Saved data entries

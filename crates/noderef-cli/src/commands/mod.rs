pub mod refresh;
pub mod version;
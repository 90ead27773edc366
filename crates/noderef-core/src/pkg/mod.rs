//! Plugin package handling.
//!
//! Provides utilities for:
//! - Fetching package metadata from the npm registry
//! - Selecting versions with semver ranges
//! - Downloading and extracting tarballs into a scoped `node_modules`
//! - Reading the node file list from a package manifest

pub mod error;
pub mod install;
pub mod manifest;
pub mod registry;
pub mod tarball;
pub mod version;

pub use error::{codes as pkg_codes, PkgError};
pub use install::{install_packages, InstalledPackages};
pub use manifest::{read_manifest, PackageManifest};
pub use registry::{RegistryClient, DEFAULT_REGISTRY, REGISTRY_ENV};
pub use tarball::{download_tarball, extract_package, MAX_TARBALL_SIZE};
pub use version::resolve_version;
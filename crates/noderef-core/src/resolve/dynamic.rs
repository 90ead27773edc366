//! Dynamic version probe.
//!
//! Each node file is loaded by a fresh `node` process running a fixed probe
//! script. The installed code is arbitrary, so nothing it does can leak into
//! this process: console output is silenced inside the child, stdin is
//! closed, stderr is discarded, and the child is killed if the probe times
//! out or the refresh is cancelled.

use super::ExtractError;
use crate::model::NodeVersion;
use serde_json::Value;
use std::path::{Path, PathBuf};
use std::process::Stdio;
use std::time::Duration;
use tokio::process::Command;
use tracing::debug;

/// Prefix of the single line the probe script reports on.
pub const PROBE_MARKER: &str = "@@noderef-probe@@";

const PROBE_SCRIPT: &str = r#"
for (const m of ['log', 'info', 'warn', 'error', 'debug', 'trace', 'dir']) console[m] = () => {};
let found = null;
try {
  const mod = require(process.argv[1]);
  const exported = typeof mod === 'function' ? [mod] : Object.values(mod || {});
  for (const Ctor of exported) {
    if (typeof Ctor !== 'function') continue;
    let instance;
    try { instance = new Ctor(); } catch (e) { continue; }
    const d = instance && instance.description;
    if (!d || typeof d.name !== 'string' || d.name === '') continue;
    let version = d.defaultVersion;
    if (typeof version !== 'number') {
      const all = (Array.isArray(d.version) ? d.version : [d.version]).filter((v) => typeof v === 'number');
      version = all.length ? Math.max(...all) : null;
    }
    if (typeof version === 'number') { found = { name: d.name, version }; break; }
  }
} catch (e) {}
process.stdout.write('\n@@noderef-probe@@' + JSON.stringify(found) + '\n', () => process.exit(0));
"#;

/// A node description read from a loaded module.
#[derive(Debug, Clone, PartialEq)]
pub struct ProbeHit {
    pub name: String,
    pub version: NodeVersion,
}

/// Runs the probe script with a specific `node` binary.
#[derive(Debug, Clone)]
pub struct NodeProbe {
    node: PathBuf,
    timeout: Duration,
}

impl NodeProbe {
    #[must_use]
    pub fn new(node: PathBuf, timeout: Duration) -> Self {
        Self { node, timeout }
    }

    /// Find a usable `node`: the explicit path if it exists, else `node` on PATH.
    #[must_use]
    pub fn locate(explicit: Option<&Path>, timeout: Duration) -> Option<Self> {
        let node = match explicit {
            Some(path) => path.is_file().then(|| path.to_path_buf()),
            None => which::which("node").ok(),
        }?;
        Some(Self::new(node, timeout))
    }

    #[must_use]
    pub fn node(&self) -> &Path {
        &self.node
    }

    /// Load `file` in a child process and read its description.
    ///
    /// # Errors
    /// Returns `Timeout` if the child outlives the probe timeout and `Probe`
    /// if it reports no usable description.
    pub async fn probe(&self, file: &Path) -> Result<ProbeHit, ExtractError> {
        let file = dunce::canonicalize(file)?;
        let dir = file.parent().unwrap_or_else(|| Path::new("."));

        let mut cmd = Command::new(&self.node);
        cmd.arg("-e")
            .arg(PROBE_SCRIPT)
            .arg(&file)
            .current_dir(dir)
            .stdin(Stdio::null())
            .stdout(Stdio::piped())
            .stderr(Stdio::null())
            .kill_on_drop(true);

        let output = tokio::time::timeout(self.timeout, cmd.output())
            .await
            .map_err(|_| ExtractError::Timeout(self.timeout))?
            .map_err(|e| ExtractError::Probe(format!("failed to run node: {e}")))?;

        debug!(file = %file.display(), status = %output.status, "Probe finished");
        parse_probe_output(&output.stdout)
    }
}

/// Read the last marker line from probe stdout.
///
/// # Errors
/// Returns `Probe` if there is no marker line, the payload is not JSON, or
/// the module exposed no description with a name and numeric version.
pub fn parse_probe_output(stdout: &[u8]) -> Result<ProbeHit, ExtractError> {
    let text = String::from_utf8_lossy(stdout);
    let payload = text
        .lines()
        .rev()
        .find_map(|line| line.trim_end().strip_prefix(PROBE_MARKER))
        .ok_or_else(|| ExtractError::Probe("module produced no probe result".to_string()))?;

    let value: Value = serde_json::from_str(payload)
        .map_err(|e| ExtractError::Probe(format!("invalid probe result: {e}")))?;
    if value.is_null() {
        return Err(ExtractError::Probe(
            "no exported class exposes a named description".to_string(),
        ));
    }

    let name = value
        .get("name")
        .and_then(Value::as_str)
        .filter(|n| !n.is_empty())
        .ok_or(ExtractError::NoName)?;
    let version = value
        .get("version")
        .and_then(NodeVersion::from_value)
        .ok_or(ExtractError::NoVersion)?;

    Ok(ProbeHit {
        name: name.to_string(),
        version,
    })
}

How to complete this task: Give a single number: the count of lines above that include the word "description".

The answer: 6